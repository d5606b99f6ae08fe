//! Configuration module for the ContentCraft service
//!
//! Values are layered: built-in defaults, then an optional config file, then
//! `CONTENTCRAFT__SECTION__KEY` environment variables. The Gemini credential
//! and model override also come from the conventional `GEMINI_API_KEY`
//! (or `GOOGLE_API_KEY`) and `GEMINI_MODEL` variables. A missing credential
//! never stops startup.

use contentcraft_shared::ServerConfig;
use serde::{Deserialize, Serialize};
use std::time::Duration;

use crate::flows::RetryPolicy;
use crate::providers::{ImageOptions, ModelOptions};

/// Environment variable naming an optional config file
pub const CONFIG_FILE_ENV: &str = "CONTENTCRAFT_CONFIG_FILE";

/// Main configuration structure for the ContentCraft service
#[derive(Debug, Clone, Serialize, Deserialize)]
pub struct ContentCraftConfig {
    /// Server configuration
    pub server: ServerConfig,

    /// Gemini API access
    pub gemini: GeminiConfig,

    /// Default sampling options for generation calls
    pub generation: GenerationConfig,

    /// Bounded retry used by the retrying text flow
    pub retry: RetryConfig,
}

/// Gemini API configuration
#[derive(Debug, Clone, Serialize, Deserialize)]
pub struct GeminiConfig {
    pub api_key: String,
    pub base_url: String,
    pub text_model: String,
    pub image_model: String,
    pub timeout_seconds: u64,
}

/// Sampling defaults applied to every generation call
#[derive(Debug, Clone, Serialize, Deserialize)]
pub struct GenerationConfig {
    pub temperature: f32,
    pub max_output_tokens: u32,
    pub top_p: f32,
    pub top_k: u32,
    pub image_aspect_ratio: String,
}

/// Retry configuration
#[derive(Debug, Clone, Serialize, Deserialize)]
pub struct RetryConfig {
    pub max_attempts: u32,
    pub initial_delay_ms: u64,
    pub max_delay_ms: u64,
    pub backoff_multiplier: f64,
}

impl Default for ContentCraftConfig {
    fn default() -> Self {
        Self {
            server: ServerConfig::default(),
            gemini: GeminiConfig::default(),
            generation: GenerationConfig::default(),
            retry: RetryConfig::default(),
        }
    }
}

impl Default for GeminiConfig {
    fn default() -> Self {
        let api_key = std::env::var("GEMINI_API_KEY")
            .or_else(|_| std::env::var("GOOGLE_API_KEY"))
            .unwrap_or_default();

        Self {
            api_key,
            base_url: "https://generativelanguage.googleapis.com".to_string(),
            text_model: std::env::var("GEMINI_MODEL")
                .unwrap_or_else(|_| "gemini-1.5-flash".to_string()),
            image_model: "imagen-3.0-generate-002".to_string(),
            timeout_seconds: 60,
        }
    }
}

impl Default for GenerationConfig {
    fn default() -> Self {
        let options = ModelOptions::default();
        Self {
            temperature: options.temperature,
            max_output_tokens: options.max_output_tokens,
            top_p: options.top_p,
            top_k: options.top_k,
            image_aspect_ratio: ImageOptions::default().aspect_ratio,
        }
    }
}

impl Default for RetryConfig {
    fn default() -> Self {
        Self {
            max_attempts: 3,
            initial_delay_ms: 1000,
            max_delay_ms: 30_000,
            backoff_multiplier: 2.0,
        }
    }
}

impl GeminiConfig {
    pub fn has_credentials(&self) -> bool {
        !self.api_key.trim().is_empty()
    }

    pub fn timeout(&self) -> Duration {
        Duration::from_secs(self.timeout_seconds)
    }
}

impl GenerationConfig {
    pub fn model_options(&self) -> ModelOptions {
        ModelOptions {
            temperature: self.temperature,
            max_output_tokens: self.max_output_tokens,
            top_p: self.top_p,
            top_k: self.top_k,
            json_output: false,
        }
    }

    pub fn image_options(&self) -> ImageOptions {
        ImageOptions {
            aspect_ratio: self.image_aspect_ratio.clone(),
            ..ImageOptions::default()
        }
    }
}

impl RetryConfig {
    pub fn policy(&self) -> RetryPolicy {
        RetryPolicy {
            max_attempts: self.max_attempts,
            initial_delay: Duration::from_millis(self.initial_delay_ms),
            max_delay: Duration::from_millis(self.max_delay_ms),
            backoff_multiplier: self.backoff_multiplier,
        }
    }
}

impl ContentCraftConfig {
    /// Load configuration, reading the file named by `CONTENTCRAFT_CONFIG_FILE` if set
    pub fn from_env() -> Result<Self, config::ConfigError> {
        let file = std::env::var(CONFIG_FILE_ENV).ok();
        Self::load(file.as_deref())
    }

    /// Load configuration from defaults, an optional file and the environment
    pub fn load(config_file: Option<&str>) -> Result<Self, config::ConfigError> {
        dotenvy::dotenv().ok();

        let mut cfg = config::Config::builder();

        // Start with default configuration
        cfg = cfg.add_source(config::Config::try_from(&ContentCraftConfig::default())?);

        if let Some(path) = config_file {
            cfg = cfg.add_source(config::File::with_name(path).required(false));
        }

        cfg = cfg.add_source(
            config::Environment::with_prefix("CONTENTCRAFT")
                .separator("__")
                .try_parsing(true),
        );

        cfg.build()?.try_deserialize()
    }

    /// Validate the configuration
    pub fn validate(&self) -> Result<(), String> {
        if self.server.port == 0 {
            return Err("Server port must be greater than 0".to_string());
        }

        if self.gemini.base_url.trim().is_empty() {
            return Err("Gemini base URL must not be empty".to_string());
        }

        self.generation
            .model_options()
            .validate()
            .map_err(|e| e.to_string())?;

        if self.retry.max_attempts == 0 {
            return Err("Max retry attempts must be greater than 0".to_string());
        }

        if self.retry.backoff_multiplier < 1.0 {
            return Err("Backoff multiplier must be at least 1.0".to_string());
        }

        Ok(())
    }
}

#[cfg(test)]
mod tests {
    use super::*;
    use serial_test::serial;

    #[test]
    fn test_default_config() {
        let config = ContentCraftConfig::default();
        assert_eq!(config.server.port, 9002);
        assert_eq!(config.generation.temperature, 0.7);
        assert_eq!(config.generation.max_output_tokens, 2048);
        assert_eq!(config.generation.top_p, 0.9);
        assert_eq!(config.generation.top_k, 40);
        assert_eq!(config.retry.max_attempts, 3);
        assert_eq!(config.retry.initial_delay_ms, 1000);
    }

    #[test]
    fn test_config_validation() {
        let config = ContentCraftConfig::default();
        assert!(config.validate().is_ok());

        let mut invalid = config.clone();
        invalid.server.port = 0;
        assert!(invalid.validate().is_err());

        let mut invalid = config.clone();
        invalid.retry.max_attempts = 0;
        assert!(invalid.validate().is_err());

        let mut invalid = config;
        invalid.generation.temperature = 1.5;
        assert!(invalid.validate().is_err());
    }

    #[test]
    fn test_retry_policy_from_config() {
        let policy = RetryConfig::default().policy();
        assert_eq!(policy.max_attempts, 3);
        assert_eq!(policy.delay_for(0), Duration::from_millis(1000));
        assert_eq!(policy.delay_for(1), Duration::from_millis(2000));
    }

    #[test]
    #[serial]
    fn test_missing_credentials_is_not_fatal() {
        std::env::remove_var("GEMINI_API_KEY");
        std::env::remove_var("GOOGLE_API_KEY");

        let config = ContentCraftConfig::load(None).unwrap();
        assert!(!config.gemini.has_credentials());
        assert!(config.validate().is_ok());
    }

    #[test]
    #[serial]
    fn test_override_from_env() {
        std::env::set_var("GEMINI_API_KEY", "test-key");
        std::env::set_var("GEMINI_MODEL", "gemini-1.5-pro");
        std::env::set_var("CONTENTCRAFT__SERVER__PORT", "8123");

        let config = ContentCraftConfig::load(None).unwrap();

        std::env::remove_var("GEMINI_API_KEY");
        std::env::remove_var("GEMINI_MODEL");
        std::env::remove_var("CONTENTCRAFT__SERVER__PORT");

        assert_eq!(config.gemini.api_key, "test-key");
        assert_eq!(config.gemini.text_model, "gemini-1.5-pro");
        assert_eq!(config.server.port, 8123);
    }
}
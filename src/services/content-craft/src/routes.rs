//! Routes for the ContentCraft service
//!
//! - Blog CRUD under `/api/blogs`
//! - Settings and profile
//! - Generation endpoints, one per flow
//! - Health

use crate::handlers::{blogs_handler, generation_handler, health_handler, settings_handler};
use crate::AppState;

use axum::{
    routing::{get, post},
    Router,
};
use tower::ServiceBuilder;
use tower_http::{compression::CompressionLayer, cors::CorsLayer, trace::TraceLayer};

/// Build the main router for the service
pub fn create_router(state: AppState) -> Router {
    Router::new()
        .merge(create_blog_router())
        .merge(create_settings_router())
        .merge(create_generation_router())
        .route("/health", get(health_handler::health_check))
        .layer(
            ServiceBuilder::new()
                .layer(TraceLayer::new_for_http())
                .layer(CorsLayer::permissive())
                .layer(CompressionLayer::new())
                .into_inner(),
        )
        .with_state(state)
}

fn create_blog_router() -> Router<AppState> {
    Router::new()
        .route(
            "/api/blogs",
            get(blogs_handler::list_blogs).post(blogs_handler::create_blog),
        )
        .route(
            "/api/blogs/:id",
            get(blogs_handler::get_blog)
                .put(blogs_handler::update_blog)
                .delete(blogs_handler::delete_blog),
        )
        .route(
            "/api/blogs/:id/hero-image",
            post(blogs_handler::generate_blog_hero_image),
        )
}

fn create_settings_router() -> Router<AppState> {
    Router::new()
        .route(
            "/api/settings",
            get(settings_handler::get_settings).put(settings_handler::update_settings),
        )
        .route(
            "/api/profile",
            get(settings_handler::get_profile).put(settings_handler::update_profile),
        )
}

fn create_generation_router() -> Router<AppState> {
    Router::new()
        .route(
            "/api/generate-outline",
            post(generation_handler::generate_outline),
        )
        .route(
            "/api/generate-content",
            post(generation_handler::generate_content),
        )
        .route(
            "/api/improve-content",
            post(generation_handler::improve_content),
        )
        .route(
            "/api/optimize-content",
            post(generation_handler::optimize_content),
        )
        .route("/api/generate-meta", post(generation_handler::generate_meta))
        .route("/api/topic-ideas", post(generation_handler::topic_ideas))
        .route("/api/summarize", post(generation_handler::summarize))
        .route(
            "/api/repurpose-content",
            post(generation_handler::repurpose_content),
        )
        .route("/api/visualize", post(generation_handler::visualize))
        .route("/api/generate-image", post(generation_handler::generate_image))
        .route("/api/generate-text", post(generation_handler::generate_text))
}
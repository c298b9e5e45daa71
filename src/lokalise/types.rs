//! Data types for the Lokalise API v2 keys and translations endpoints.
//!
//! Only the fields this tool reads are modelled; everything else in the
//! payloads is ignored by serde.

use serde::{Deserialize, Serialize};

/// One page of `GET /keys`.
#[derive(Debug, Clone, Deserialize)]
pub struct KeysPage {
    #[serde(default)]
    pub keys: Vec<Key>,
}

/// A translatable string with one [`Translation`] per project language.
#[derive(Debug, Clone, Default, Deserialize)]
pub struct Key {
    pub key_id: u64,
    #[serde(default)]
    pub key_name: KeyName,
    #[serde(default)]
    pub translations: Vec<Translation>,
}

/// Per-platform key names. Projects that are not per-platform repeat the
/// same name in every field.
#[derive(Debug, Clone, Default, Deserialize)]
pub struct KeyName {
    pub ios: Option<String>,
    pub android: Option<String>,
    pub web: Option<String>,
    pub other: Option<String>,
}

impl KeyName {
    /// The first available name, preferring `web`.
    pub fn display(&self) -> &str {
        [&self.web, &self.other, &self.ios, &self.android]
            .into_iter()
            .find_map(|name| name.as_deref())
            .unwrap_or("<unnamed>")
    }
}

/// The text of a key in one language.
///
/// `translation` stays an `Option` so that an explicit `null` is
/// distinguishable from the empty string Lokalise uses for untranslated
/// entries.
#[derive(Debug, Clone, Default, Deserialize)]
pub struct Translation {
    pub translation_id: u64,
    pub language_iso: String,
    #[serde(default)]
    pub translation: Option<String>,
    #[serde(default)]
    pub is_unverified: bool,
}

/// Body of `PUT /translations/{id}`.
///
/// Fields are private: the only way to build one is
/// [`TranslationUpdate::machine_translated`], which always flags the text as
/// unverified.
#[derive(Debug, Clone, PartialEq, Eq, Serialize)]
pub struct TranslationUpdate {
    translation: String,
    is_unverified: bool,
}

impl TranslationUpdate {
    pub fn machine_translated(text: impl Into<String>) -> Self {
        Self {
            translation: text.into(),
            is_unverified: true,
        }
    }
}

/// Response of `PUT /translations/{id}`.
///
/// Every field is optional. The write already happened once Lokalise
/// answers 200, so the body is only read for log context.
#[derive(Debug, Clone, Default, Deserialize)]
pub struct UpdatedTranslation {
    #[serde(default)]
    pub project_id: Option<String>,
    #[serde(default)]
    pub translation: Option<WrittenTranslation>,
}

#[derive(Debug, Clone, Default, Deserialize)]
pub struct WrittenTranslation {
    #[serde(default)]
    pub translation_id: Option<u64>,
    #[serde(default)]
    pub is_unverified: Option<bool>,
}

impl UpdatedTranslation {
    /// Best-effort view of a 200 body; anything unexpected reads as empty.
    pub fn from_body(body: serde_json::Value) -> Self {
        serde_json::from_value(body).unwrap_or_default()
    }
}

/// Error envelope returned with non-2xx responses.
#[derive(Debug, Clone, Deserialize)]
pub struct ErrorBody {
    pub error: ErrorDetail,
}

#[derive(Debug, Clone, Deserialize)]
pub struct ErrorDetail {
    #[serde(default)]
    pub message: Option<String>,
}
//! Request and response bodies of DeepL's `v2/translate` endpoint.

use serde::{Deserialize, Serialize};

#[derive(Debug, Clone, Serialize)]
pub struct TranslateRequest<'a> {
    pub text: Vec<&'a str>,
    pub target_lang: String,
}

#[derive(Debug, Clone, Deserialize)]
pub struct TranslateResponse {
    #[serde(default)]
    pub translations: Vec<TranslatedText>,
}

#[derive(Debug, Clone, Deserialize)]
pub struct TranslatedText {
    #[serde(default)]
    pub detected_source_language: Option<String>,
    pub text: String,
}

/// Body DeepL sends alongside error statuses.
#[derive(Debug, Clone, Deserialize)]
pub struct ErrorBody {
    #[serde(default)]
    pub message: Option<String>,
}

/// Map a Lokalise language code onto DeepL's target code
/// (`fr` → `FR`, `pt_BR` → `PT-BR`).
pub fn target_lang(language_iso: &str) -> String {
    language_iso.replace('_', "-").to_uppercase()
}
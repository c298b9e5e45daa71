//! Log output for a sync run: console plus a size-rotated log file.
//!
//! Both sinks are `tracing-subscriber` fmt layers. The file layer writes
//! through [`RotatingFile`], which keeps at most `backups` old files next to
//! the live one (`error.log.1` is the newest backup). With zero backups the
//! file never rolls over and grows without limit.

use std::fs::{self, File, OpenOptions};
use std::io::{self, Write};
use std::path::{Path, PathBuf};
use std::sync::Mutex;

use anyhow::{Context, Result};
use tracing_subscriber::layer::SubscriberExt;
use tracing_subscriber::util::SubscriberInitExt;
use tracing_subscriber::{EnvFilter, fmt};

use crate::config::LogConfig;

/// Install the process-wide subscriber. `RUST_LOG` overrides the level.
pub fn init(config: &LogConfig, verbose: bool) -> Result<()> {
    let default_level = if verbose { "debug" } else { "info" };
    let filter = EnvFilter::try_from_default_env().unwrap_or_else(|_| EnvFilter::new(default_level));

    let file = RotatingFile::open(&config.file, config.max_bytes, config.backups)
        .with_context(|| format!("failed to open log file {}", config.file.display()))?;

    tracing_subscriber::registry()
        .with(filter)
        .with(fmt::layer().with_target(false).with_writer(io::stderr))
        .with(
            fmt::layer()
                .with_target(false)
                .with_ansi(false)
                .with_writer(Mutex::new(file)),
        )
        .try_init()
        .context("failed to install log subscriber")?;
    Ok(())
}

/// A log file that rolls over once it would grow past `max_bytes`, unless
/// `backups` is zero.
#[derive(Debug)]
pub struct RotatingFile {
    path: PathBuf,
    max_bytes: u64,
    backups: usize,
    file: File,
    written: u64,
}

impl RotatingFile {
    pub fn open(path: &Path, max_bytes: u64, backups: usize) -> io::Result<Self> {
        let file = OpenOptions::new().create(true).append(true).open(path)?;
        let written = file.metadata()?.len();
        Ok(Self {
            path: path.to_path_buf(),
            max_bytes,
            backups,
            file,
            written,
        })
    }

    fn backup_path(&self, index: usize) -> PathBuf {
        let mut name = self.path.clone().into_os_string();
        name.push(format!(".{index}"));
        PathBuf::from(name)
    }

    fn rotate(&mut self) -> io::Result<()> {
        self.file.flush()?;
        for index in (1..self.backups).rev() {
            let from = self.backup_path(index);
            if from.exists() {
                let to = self.backup_path(index + 1);
                if to.exists() {
                    fs::remove_file(&to)?;
                }
                fs::rename(&from, &to)?;
            }
        }
        let first = self.backup_path(1);
        if first.exists() {
            fs::remove_file(&first)?;
        }
        fs::rename(&self.path, &first)?;

        self.file = OpenOptions::new().create(true).append(true).open(&self.path)?;
        self.written = 0;
        Ok(())
    }
}

impl Write for RotatingFile {
    fn write(&mut self, buf: &[u8]) -> io::Result<usize> {
        if self.max_bytes > 0
            && self.backups > 0
            && self.written > 0
            && self.written + buf.len() as u64 > self.max_bytes
        {
            self.rotate()?;
        }
        let n = self.file.write(buf)?;
        self.written += n as u64;
        Ok(n)
    }

    fn flush(&mut self) -> io::Result<()> {
        self.file.flush()
    }
}

#[cfg(test)]
pub(crate) mod test_support {
    use std::io;
    use std::sync::{Arc, Mutex};

    use tracing::subscriber::DefaultGuard;
    use tracing_subscriber::layer::SubscriberExt;
    use tracing_subscriber::{Registry, fmt};

    #[derive(Clone, Default)]
    pub struct CapturedLogs(Arc<Mutex<String>>);

    impl CapturedLogs {
        pub fn contents(&self) -> String {
            self.0.lock().unwrap().clone()
        }
    }

    struct Buf(Arc<Mutex<String>>);

    impl io::Write for Buf {
        fn write(&mut self, b: &[u8]) -> io::Result<usize> {
            self.0.lock().unwrap().push_str(&String::from_utf8_lossy(b));
            Ok(b.len())
        }

        fn flush(&mut self) -> io::Result<()> {
            Ok(())
        }
    }

    /// Route this thread's log events into a buffer until the guard drops.
    pub fn capture_logs() -> (DefaultGuard, CapturedLogs) {
        let logs = CapturedLogs::default();
        let store = logs.0.clone();
        let layer = fmt::layer()
            .with_target(false)
            .with_ansi(false)
            .with_writer(move || Buf(store.clone()));
        let guard = tracing::subscriber::set_default(Registry::default().with(layer));
        (guard, logs)
    }
}
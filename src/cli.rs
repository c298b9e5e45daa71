//! Command-line interface, built on clap.
//!
//! [`Cli`] carries the global flags (--config, --verbose, --json) and the
//! [`Command`] to run.

use std::path::PathBuf;

use clap::{Parser, Subcommand};

/// Fill missing Lokalise translations with DeepL machine translations.
#[derive(Debug, Parser)]
#[command(name = "locsync", version, about)]
pub struct Cli {
    #[command(subcommand)]
    pub command: Command,

    /// Path to the TOML configuration file.
    #[arg(long, global = true, default_value = "locsync.toml")]
    pub config: PathBuf,

    /// Log debug output.
    #[arg(long, short, global = true, default_value_t = false)]
    pub verbose: bool,

    /// Print the run report as JSON instead of a summary.
    #[arg(long, global = true, default_value_t = false)]
    pub json: bool,
}

#[derive(Debug, Subcommand)]
pub enum Command {
    /// Translate every untranslated entry and write it back as unverified.
    Sync,

    /// List untranslated entries without translating anything.
    Pending,
}
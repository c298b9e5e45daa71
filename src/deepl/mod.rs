pub mod client;
pub mod error;
pub mod types;

pub use client::{DeepLClient, MachineTranslator};
pub use error::DeepLError;
use thiserror::Error;

use crate::deepl::DeepLError;
use crate::lokalise::LokaliseError;

#[derive(Debug, Error)]
pub enum ConfigError {
    #[error("Missing credentials: {} not set", .0.join(" and "))]
    MissingCredentials(Vec<&'static str>),

    #[error("Invalid configuration file: {0}")]
    Toml(#[from] toml::de::Error),

    #[error("IO error: {0}")]
    Io(#[from] std::io::Error),
}

/// Why a single work item could not be written back.
#[derive(Debug, Error)]
pub enum UpdateError {
    #[error("machine translation failed: {0}")]
    Translate(#[from] DeepLError),

    #[error("update request failed: {0}")]
    Write(#[from] LokaliseError),
}
//! Configuration for locsync, loaded from an optional `locsync.toml`.
//!
//! Values missing from the file fall back to defaults. The environment
//! variables `LOKALISE_API_TOKEN` and `DEEPL_AUTH_KEY` take precedence over
//! the file for the two secrets.

use std::path::{Path, PathBuf};
use std::time::Duration;

use serde::Deserialize;

use crate::error::ConfigError;

pub const LOKALISE_TOKEN_VAR: &str = "LOKALISE_API_TOKEN";
pub const DEEPL_KEY_VAR: &str = "DEEPL_AUTH_KEY";

/// Top-level configuration.
#[derive(Debug, Clone, Deserialize)]
pub struct LocsyncConfig {
    /// Lokalise API token, sent as `X-Api-Token`.
    #[serde(default)]
    pub lokalise_api_token: String,

    /// DeepL authentication key.
    #[serde(default)]
    pub deepl_auth_key: String,

    /// Per-request timeout for both APIs, in seconds.
    #[serde(default = "default_request_timeout_secs")]
    pub request_timeout_secs: u64,

    #[serde(default)]
    pub log: LogConfig,
}

/// Where log lines go and how the file is rotated.
#[derive(Debug, Clone, Deserialize)]
pub struct LogConfig {
    #[serde(default = "default_log_file")]
    pub file: PathBuf,

    /// Size at which the file is rotated.
    #[serde(default = "default_log_max_bytes")]
    pub max_bytes: u64,

    /// Number of rotated files kept.
    #[serde(default = "default_log_backups")]
    pub backups: usize,
}

/// The two secrets a run needs, validated non-empty.
#[derive(Clone)]
pub struct Credentials {
    pub lokalise_api_token: String,
    pub deepl_auth_key: String,
}

impl std::fmt::Debug for Credentials {
    fn fmt(&self, f: &mut std::fmt::Formatter<'_>) -> std::fmt::Result {
        f.debug_struct("Credentials").finish_non_exhaustive()
    }
}

fn default_request_timeout_secs() -> u64 {
    60
}

fn default_log_file() -> PathBuf {
    PathBuf::from("error.log")
}

// 1 MiB
fn default_log_max_bytes() -> u64 {
    1024 * 1024
}

fn default_log_backups() -> usize {
    5
}

impl Default for LocsyncConfig {
    fn default() -> Self {
        Self {
            lokalise_api_token: String::new(),
            deepl_auth_key: String::new(),
            request_timeout_secs: default_request_timeout_secs(),
            log: LogConfig::default(),
        }
    }
}

impl Default for LogConfig {
    fn default() -> Self {
        Self {
            file: default_log_file(),
            max_bytes: default_log_max_bytes(),
            backups: default_log_backups(),
        }
    }
}

impl LocsyncConfig {
    /// Load `path` (defaults when it does not exist), then apply the
    /// process environment.
    pub fn load(path: &Path) -> Result<Self, ConfigError> {
        Ok(Self::from_file(path)?.with_env(|name| std::env::var(name).ok()))
    }

    pub fn from_file(path: &Path) -> Result<Self, ConfigError> {
        if !path.exists() {
            return Ok(Self::default());
        }
        let contents = std::fs::read_to_string(path)?;
        Ok(toml::from_str::<LocsyncConfig>(&contents)?)
    }

    /// Overlay non-empty environment values on the secrets.
    pub fn with_env(mut self, lookup: impl Fn(&str) -> Option<String>) -> Self {
        if let Some(token) = lookup(LOKALISE_TOKEN_VAR).filter(|v| !v.is_empty()) {
            self.lokalise_api_token = token;
        }
        if let Some(key) = lookup(DEEPL_KEY_VAR).filter(|v| !v.is_empty()) {
            self.deepl_auth_key = key;
        }
        self
    }

    pub fn request_timeout(&self) -> Duration {
        Duration::from_secs(self.request_timeout_secs)
    }

    /// Both secrets, or an error naming every one that is missing.
    pub fn credentials(&self) -> Result<Credentials, ConfigError> {
        let mut missing = Vec::new();
        if self.lokalise_api_token.is_empty() {
            missing.push(LOKALISE_TOKEN_VAR);
        }
        if self.deepl_auth_key.is_empty() {
            missing.push(DEEPL_KEY_VAR);
        }
        if !missing.is_empty() {
            return Err(ConfigError::MissingCredentials(missing));
        }
        Ok(Credentials {
            lokalise_api_token: self.lokalise_api_token.clone(),
            deepl_auth_key: self.deepl_auth_key.clone(),
        })
    }
}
- - -
_ACTIVITY:_
Reproduce, exactly and without additions, the run of lines from the start of the listing above to the line bearing "retrying text flow", inclusive.

_ANSWER FOR THE TASK:_
repository d5606b99f6ae08fe
//! Configuration module for the ContentCraft service
//!
//! Values are layered: built-in defaults, then an optional config file, then
//! `CONTENTCRAFT__SECTION__KEY` environment variables. The Gemini credential
//! and model override also come from the conventional `GEMINI_API_KEY`
//! (or `GOOGLE_API_KEY`) and `GEMINI_MODEL` variables. A missing credential
//! never stops startup.

use contentcraft_shared::ServerConfig;
use serde::{Deserialize, Serialize};
use std::time::Duration;

use crate::flows::RetryPolicy;
use crate::providers::{ImageOptions, ModelOptions};

/// Environment variable naming an optional config file
pub const CONFIG_FILE_ENV: &str = "CONTENTCRAFT_CONFIG_FILE";

/// Main configuration structure for the ContentCraft service
#[derive(Debug, Clone, Serialize, Deserialize)]
pub struct ContentCraftConfig {
    /// Server configuration
    pub server: ServerConfig,

    /// Gemini API access
    pub gemini: GeminiConfig,

    /// Default sampling options for generation calls
    pub generation: GenerationConfig,

    /// Bounded retry used by the retrying text flow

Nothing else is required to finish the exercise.